* [Aim of the exercise] Write out exactly what each line says, starting with the first line below and ending on the one with "#[derive(Debug, Clone, Copy, PartialEq, Serialize, Deserialize)]".

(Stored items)
#####

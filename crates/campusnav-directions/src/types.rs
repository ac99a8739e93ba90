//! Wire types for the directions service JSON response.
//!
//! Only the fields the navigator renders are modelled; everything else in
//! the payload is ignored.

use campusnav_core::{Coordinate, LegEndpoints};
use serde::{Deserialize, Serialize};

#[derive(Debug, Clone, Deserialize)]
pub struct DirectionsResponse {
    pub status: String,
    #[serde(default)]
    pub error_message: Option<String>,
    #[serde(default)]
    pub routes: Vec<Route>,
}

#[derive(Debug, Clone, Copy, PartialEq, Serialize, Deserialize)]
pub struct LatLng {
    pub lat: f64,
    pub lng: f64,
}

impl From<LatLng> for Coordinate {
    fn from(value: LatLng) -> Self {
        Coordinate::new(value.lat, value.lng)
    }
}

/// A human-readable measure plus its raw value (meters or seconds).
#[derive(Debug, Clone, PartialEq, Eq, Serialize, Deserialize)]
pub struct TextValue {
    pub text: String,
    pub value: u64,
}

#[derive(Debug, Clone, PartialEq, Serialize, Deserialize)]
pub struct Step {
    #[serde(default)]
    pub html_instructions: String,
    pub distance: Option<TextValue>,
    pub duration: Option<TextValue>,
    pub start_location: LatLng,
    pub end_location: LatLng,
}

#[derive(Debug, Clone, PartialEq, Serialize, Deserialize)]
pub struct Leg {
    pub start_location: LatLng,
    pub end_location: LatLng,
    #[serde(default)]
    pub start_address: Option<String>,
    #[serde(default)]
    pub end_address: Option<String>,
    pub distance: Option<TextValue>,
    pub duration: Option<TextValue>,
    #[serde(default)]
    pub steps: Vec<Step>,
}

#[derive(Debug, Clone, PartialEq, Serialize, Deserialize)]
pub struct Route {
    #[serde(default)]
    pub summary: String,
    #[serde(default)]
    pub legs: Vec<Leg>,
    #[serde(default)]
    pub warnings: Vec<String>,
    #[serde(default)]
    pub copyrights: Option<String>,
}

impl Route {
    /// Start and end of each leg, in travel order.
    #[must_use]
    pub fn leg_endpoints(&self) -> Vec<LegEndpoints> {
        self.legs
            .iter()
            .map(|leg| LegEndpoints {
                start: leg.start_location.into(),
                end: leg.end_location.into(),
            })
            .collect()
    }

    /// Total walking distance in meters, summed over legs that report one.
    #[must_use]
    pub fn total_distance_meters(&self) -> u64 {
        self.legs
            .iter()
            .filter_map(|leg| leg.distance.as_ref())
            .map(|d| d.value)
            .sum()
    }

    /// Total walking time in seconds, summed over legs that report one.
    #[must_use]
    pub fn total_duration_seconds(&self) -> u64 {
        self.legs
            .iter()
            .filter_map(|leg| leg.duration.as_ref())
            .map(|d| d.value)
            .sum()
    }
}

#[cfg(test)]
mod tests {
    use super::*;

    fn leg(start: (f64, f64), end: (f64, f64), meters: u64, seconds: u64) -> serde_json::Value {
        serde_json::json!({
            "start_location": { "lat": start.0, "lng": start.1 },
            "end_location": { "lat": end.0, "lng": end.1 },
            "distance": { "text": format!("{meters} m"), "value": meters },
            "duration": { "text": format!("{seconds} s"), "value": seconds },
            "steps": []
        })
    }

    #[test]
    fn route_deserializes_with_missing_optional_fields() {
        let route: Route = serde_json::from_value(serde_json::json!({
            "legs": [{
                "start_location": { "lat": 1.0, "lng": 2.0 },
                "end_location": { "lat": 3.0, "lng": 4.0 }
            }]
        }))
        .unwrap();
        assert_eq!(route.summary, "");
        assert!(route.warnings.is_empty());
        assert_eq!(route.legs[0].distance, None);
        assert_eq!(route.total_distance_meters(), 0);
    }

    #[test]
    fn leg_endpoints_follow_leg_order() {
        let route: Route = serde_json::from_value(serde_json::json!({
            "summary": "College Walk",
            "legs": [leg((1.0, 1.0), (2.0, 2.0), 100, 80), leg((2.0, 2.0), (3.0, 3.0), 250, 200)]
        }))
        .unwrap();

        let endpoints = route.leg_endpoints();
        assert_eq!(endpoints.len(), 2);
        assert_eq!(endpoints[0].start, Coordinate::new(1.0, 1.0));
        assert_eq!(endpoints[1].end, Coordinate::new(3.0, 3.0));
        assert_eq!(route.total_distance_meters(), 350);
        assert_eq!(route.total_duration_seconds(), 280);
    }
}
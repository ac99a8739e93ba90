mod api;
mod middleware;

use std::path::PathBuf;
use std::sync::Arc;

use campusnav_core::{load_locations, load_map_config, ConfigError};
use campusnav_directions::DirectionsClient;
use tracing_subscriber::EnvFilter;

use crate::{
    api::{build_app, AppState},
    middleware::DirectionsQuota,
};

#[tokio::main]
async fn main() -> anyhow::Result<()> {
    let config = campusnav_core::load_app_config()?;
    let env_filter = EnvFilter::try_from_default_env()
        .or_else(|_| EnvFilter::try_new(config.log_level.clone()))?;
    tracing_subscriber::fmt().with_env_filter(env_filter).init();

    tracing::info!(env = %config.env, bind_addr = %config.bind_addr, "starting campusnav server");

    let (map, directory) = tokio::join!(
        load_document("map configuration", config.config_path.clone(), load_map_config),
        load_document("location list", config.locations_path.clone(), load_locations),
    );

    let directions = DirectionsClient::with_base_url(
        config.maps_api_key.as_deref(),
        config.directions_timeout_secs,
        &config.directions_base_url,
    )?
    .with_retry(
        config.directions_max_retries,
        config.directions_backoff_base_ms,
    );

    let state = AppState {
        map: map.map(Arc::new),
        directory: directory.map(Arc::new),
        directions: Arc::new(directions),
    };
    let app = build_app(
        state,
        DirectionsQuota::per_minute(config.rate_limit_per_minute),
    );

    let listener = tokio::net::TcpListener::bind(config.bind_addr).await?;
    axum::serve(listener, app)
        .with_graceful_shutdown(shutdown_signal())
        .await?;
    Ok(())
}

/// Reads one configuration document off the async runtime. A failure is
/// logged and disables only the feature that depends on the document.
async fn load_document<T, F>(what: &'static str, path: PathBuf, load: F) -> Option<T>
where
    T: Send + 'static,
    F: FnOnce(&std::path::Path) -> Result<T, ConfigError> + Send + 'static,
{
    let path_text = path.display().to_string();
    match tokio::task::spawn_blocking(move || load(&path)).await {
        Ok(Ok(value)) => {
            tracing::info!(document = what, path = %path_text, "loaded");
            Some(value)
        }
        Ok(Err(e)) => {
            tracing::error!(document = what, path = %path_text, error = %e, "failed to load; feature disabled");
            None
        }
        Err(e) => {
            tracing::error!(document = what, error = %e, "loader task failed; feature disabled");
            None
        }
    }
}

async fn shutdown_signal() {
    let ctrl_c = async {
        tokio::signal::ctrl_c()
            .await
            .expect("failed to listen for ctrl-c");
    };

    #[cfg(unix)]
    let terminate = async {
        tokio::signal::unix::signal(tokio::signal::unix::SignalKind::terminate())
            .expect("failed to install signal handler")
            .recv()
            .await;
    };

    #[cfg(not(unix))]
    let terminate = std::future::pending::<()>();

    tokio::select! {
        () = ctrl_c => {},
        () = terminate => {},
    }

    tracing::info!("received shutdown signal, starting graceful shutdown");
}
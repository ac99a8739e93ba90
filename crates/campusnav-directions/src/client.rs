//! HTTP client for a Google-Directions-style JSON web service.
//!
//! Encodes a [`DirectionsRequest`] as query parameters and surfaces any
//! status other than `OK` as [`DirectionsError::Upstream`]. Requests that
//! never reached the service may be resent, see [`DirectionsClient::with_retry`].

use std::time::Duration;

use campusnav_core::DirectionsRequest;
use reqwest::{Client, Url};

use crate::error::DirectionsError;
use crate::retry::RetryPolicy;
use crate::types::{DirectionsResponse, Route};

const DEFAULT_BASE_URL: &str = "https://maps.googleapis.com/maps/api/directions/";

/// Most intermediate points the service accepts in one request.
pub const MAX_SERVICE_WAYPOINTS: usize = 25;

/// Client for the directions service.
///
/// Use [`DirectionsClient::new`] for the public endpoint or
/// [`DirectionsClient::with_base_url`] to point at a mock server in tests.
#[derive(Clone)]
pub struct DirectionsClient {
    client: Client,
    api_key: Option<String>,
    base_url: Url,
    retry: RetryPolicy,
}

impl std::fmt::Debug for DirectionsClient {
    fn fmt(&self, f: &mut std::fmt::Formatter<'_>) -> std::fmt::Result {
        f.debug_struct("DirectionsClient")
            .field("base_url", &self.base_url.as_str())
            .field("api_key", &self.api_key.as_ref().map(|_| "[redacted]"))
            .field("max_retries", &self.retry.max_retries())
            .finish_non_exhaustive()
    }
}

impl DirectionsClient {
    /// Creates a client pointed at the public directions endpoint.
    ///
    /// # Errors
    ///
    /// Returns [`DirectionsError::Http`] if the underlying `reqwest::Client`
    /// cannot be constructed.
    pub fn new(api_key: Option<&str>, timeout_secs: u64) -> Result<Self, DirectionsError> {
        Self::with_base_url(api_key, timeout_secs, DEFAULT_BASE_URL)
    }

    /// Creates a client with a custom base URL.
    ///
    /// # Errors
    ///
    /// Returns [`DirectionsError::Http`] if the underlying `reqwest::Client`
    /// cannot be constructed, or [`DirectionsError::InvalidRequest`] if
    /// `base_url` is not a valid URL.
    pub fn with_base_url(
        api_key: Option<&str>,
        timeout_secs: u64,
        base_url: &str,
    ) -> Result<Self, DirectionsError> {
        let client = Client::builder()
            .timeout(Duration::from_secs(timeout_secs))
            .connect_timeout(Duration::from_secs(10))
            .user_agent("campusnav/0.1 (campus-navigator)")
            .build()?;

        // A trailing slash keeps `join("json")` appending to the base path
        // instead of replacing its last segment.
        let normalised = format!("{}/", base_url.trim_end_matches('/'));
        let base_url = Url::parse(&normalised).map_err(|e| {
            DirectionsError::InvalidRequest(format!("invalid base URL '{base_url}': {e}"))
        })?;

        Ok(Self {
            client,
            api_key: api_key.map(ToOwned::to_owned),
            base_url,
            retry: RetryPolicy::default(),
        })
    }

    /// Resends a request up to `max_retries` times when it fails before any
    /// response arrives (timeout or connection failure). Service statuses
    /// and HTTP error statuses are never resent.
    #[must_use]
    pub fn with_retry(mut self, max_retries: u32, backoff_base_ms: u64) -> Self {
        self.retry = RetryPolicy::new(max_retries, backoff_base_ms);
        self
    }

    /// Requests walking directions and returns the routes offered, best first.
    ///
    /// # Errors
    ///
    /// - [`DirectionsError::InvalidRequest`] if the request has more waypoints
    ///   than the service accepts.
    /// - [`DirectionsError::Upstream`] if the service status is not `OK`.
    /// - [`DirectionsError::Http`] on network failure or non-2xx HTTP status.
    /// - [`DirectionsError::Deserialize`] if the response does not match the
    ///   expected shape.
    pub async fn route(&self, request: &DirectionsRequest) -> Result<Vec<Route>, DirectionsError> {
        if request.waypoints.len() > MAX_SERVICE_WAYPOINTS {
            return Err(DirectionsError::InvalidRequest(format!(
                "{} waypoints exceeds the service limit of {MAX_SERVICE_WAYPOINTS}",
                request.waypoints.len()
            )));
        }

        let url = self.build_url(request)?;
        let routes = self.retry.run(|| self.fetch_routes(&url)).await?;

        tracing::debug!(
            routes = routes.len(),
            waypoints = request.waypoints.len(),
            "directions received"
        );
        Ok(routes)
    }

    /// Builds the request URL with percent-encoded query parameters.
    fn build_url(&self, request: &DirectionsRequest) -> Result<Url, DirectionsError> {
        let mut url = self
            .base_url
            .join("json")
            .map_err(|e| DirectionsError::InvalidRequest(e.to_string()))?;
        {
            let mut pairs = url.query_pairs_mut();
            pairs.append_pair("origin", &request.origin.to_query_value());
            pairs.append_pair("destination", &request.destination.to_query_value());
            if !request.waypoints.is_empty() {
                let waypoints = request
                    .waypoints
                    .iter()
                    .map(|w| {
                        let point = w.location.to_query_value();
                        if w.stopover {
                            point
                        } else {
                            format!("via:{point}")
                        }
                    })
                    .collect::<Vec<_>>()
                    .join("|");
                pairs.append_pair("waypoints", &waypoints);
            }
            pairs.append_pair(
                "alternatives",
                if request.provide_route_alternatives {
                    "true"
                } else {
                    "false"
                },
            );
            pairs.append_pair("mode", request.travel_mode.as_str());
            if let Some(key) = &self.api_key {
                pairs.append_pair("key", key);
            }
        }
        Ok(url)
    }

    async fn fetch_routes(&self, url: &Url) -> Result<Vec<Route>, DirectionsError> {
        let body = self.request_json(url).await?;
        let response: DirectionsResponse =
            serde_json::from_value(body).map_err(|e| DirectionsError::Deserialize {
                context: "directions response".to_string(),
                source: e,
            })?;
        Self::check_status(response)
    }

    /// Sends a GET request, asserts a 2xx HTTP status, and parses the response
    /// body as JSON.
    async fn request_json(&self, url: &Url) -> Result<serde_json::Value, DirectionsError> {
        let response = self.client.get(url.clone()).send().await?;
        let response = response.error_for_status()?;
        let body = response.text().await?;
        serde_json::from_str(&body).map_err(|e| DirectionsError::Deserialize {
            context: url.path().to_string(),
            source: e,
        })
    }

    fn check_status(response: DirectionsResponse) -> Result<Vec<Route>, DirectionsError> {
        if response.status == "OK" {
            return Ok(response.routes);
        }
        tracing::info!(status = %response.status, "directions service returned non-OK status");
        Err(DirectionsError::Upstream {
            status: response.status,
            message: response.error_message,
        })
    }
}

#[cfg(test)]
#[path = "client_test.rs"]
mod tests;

#####

* [Exercise response]
filename crates/campusnav-directions/src/types.rs
repository ac99a8739e93ba90
//! Wire types for the directions service JSON response.
//!
//! Only the fields the navigator renders are modelled; everything else in
//! the payload is ignored.

use campusnav_core::{Coordinate, LegEndpoints};
use serde::{Deserialize, Serialize};

#[derive(Debug, Clone, Deserialize)]
pub struct DirectionsResponse {
    pub status: String,
    #[serde(default)]
    pub error_message: Option<String>,
    #[serde(default)]
    pub routes: Vec<Route>,
}

#[derive(Debug, Clone, Copy, PartialEq, Serialize, Deserialize)]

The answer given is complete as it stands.